Genetic mapping and sequence analysis of Phi class Glutathione S-transferases (BrGSTFs) candidates from Brassica rapa  

Park, Tae-Ho (Genomics Division, National Academy of Agricultural Science)
Jin, Mi-Na (Genomics Division, National Academy of Agricultural Science)
Lee, Sang-Choon (Genomics Division, National Academy of Agricultural Science)
Hong, Joon-Ki (Genomics Division, National Academy of Agricultural Science)
Kim, Jung-Sun (Genomics Division, National Academy of Agricultural Science)
Kim, Jin-A (Genomics Division, National Academy of Agricultural Science)
Kwon, Soo-Jin (Genomics Division, National Academy of Agricultural Science)
Zang, Yun-Xiang (Genomics Division, National Academy of Agricultural Science)
Park, Young-Doo (Department of Horticultural Biotechnology, College of Life Science, Kyung Hee University)

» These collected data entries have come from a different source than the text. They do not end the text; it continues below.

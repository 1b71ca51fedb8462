use super::fs_backend::FsBackend;
use super::record_store::RecordStore;
use std::path::PathBuf;

pub type FileStore = RecordStore<FsBackend>;

impl FileStore {
    pub fn new(root: PathBuf) -> Self {
        RecordStore::with_backend(FsBackend::new(root))
    }
}
use crate::error::{FitrackError, Result};
use crate::model::{Record, RecordId};

/// Next identifier for a collection: one past the highest id in use, or 1
/// for an empty collection.
///
/// Ids are never reused while higher ones exist, so creation order is
/// monotonic even if records were hand-edited out of order. A collection
/// whose highest id is `u64::MAX` has no next id and is reported corrupt.
pub fn next_id<R: Record>(records: &[R]) -> Result<RecordId> {
    records
        .iter()
        .map(|r| r.id())
        .max()
        .unwrap_or(0)
        .checked_add(1)
        .ok_or_else(|| {
            FitrackError::corrupt(R::COLLECTION, "no identifiers left after u64::MAX")
        })
}

/// Locate a record by id.
pub fn find_index<R: Record>(records: &[R], id: RecordId) -> Option<usize> {
    records.iter().position(|r| r.id() == id)
}

#[cfg(test)]
mod tests {
    use super::*;
    use crate::model::{Collection, Plan};

    fn plan(id: RecordId) -> Plan {
        Plan {
            plan_id: id,
            plan_type: "Workout".to_string(),
            description: String::new(),
        }
    }

    #[test]
    fn test_next_id_empty() {
        let plans: Vec<Plan> = Vec::new();
        assert_eq!(next_id(&plans).unwrap(), 1);
    }

    #[test]
    fn test_next_id_uses_max_not_last() {
        assert_eq!(next_id(&[plan(5), plan(2)]).unwrap(), 6);
    }

    #[test]
    fn test_next_id_single() {
        assert_eq!(next_id(&[plan(1)]).unwrap(), 2);
    }

    #[test]
    fn test_next_id_exhausted() {
        let result = next_id(&[plan(3), plan(u64::MAX)]);
        assert!(matches!(
            result,
            Err(FitrackError::StorageCorrupt {
                collection: Collection::Plans,
                ..
            })
        ));
    }

    #[test]
    fn test_find_index() {
        let plans = [plan(4), plan(9), plan(7)];
        assert_eq!(find_index(&plans, 9), Some(1));
        assert_eq!(find_index(&plans, 3), None);
    }
}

Park, Beom-Seok (Genomics Division, National Academy of Agricultural Science)
Publication Information
Journal of Plant Biotechnology / v.35, no.4, 2008 , pp. 265-274 More about this Journal
Abstract
Glutathione S-transferases (GSTs) are multifunctional proteins encoded by a large gene family divided into Phi, Tau, Theta, Zeta, Lambda and DHAR classes on the basis of sequence identity. The Phi(F) and Tau(U) classes are plant-specific and ubiquitous. Their roles have been defined as herbicide detoxification and responses to biotic and abiotic stresses. Fifty-two members of the GST super-family were identified in the Arabidopsis thaliana genome, 13 members of which belong to the Phi class of GSTs (AtGSTFs). Based on the sequence similarities of AtGSTFs, 11 BAC clones were identified from Brassica rapa. Seven unique sequences of ORFs designated the Phi class candidates of GST derived from B. rapa (BrGSTFs) were detected from these 11 BAC clones by blast search and sequence alignment. Some of BrGSTFs were present in the same BAC clones indicating that BrGSTFs could also be clustered as usual in plant. They were mapped on B. rapa linkage group 2, 3, 9 and 10 and their nucleotide and amino acid sequences were highly similar to those of AtGSTFs. In addition, in silico analysis of BrGSTFs using Korea Brassica Genome Project 24K oligochip and microarray database for cold, salt and drought stresses revealed 15 unigenes to be highly similar to AtGSTFs and six of these were identical to one of BrGSTFs identified in the BAC clones indicating their expression. The sequences of BrGSTFs and unigenes identified in this study will facilitate further studies to apply GST genes to medical and agriculture purposes.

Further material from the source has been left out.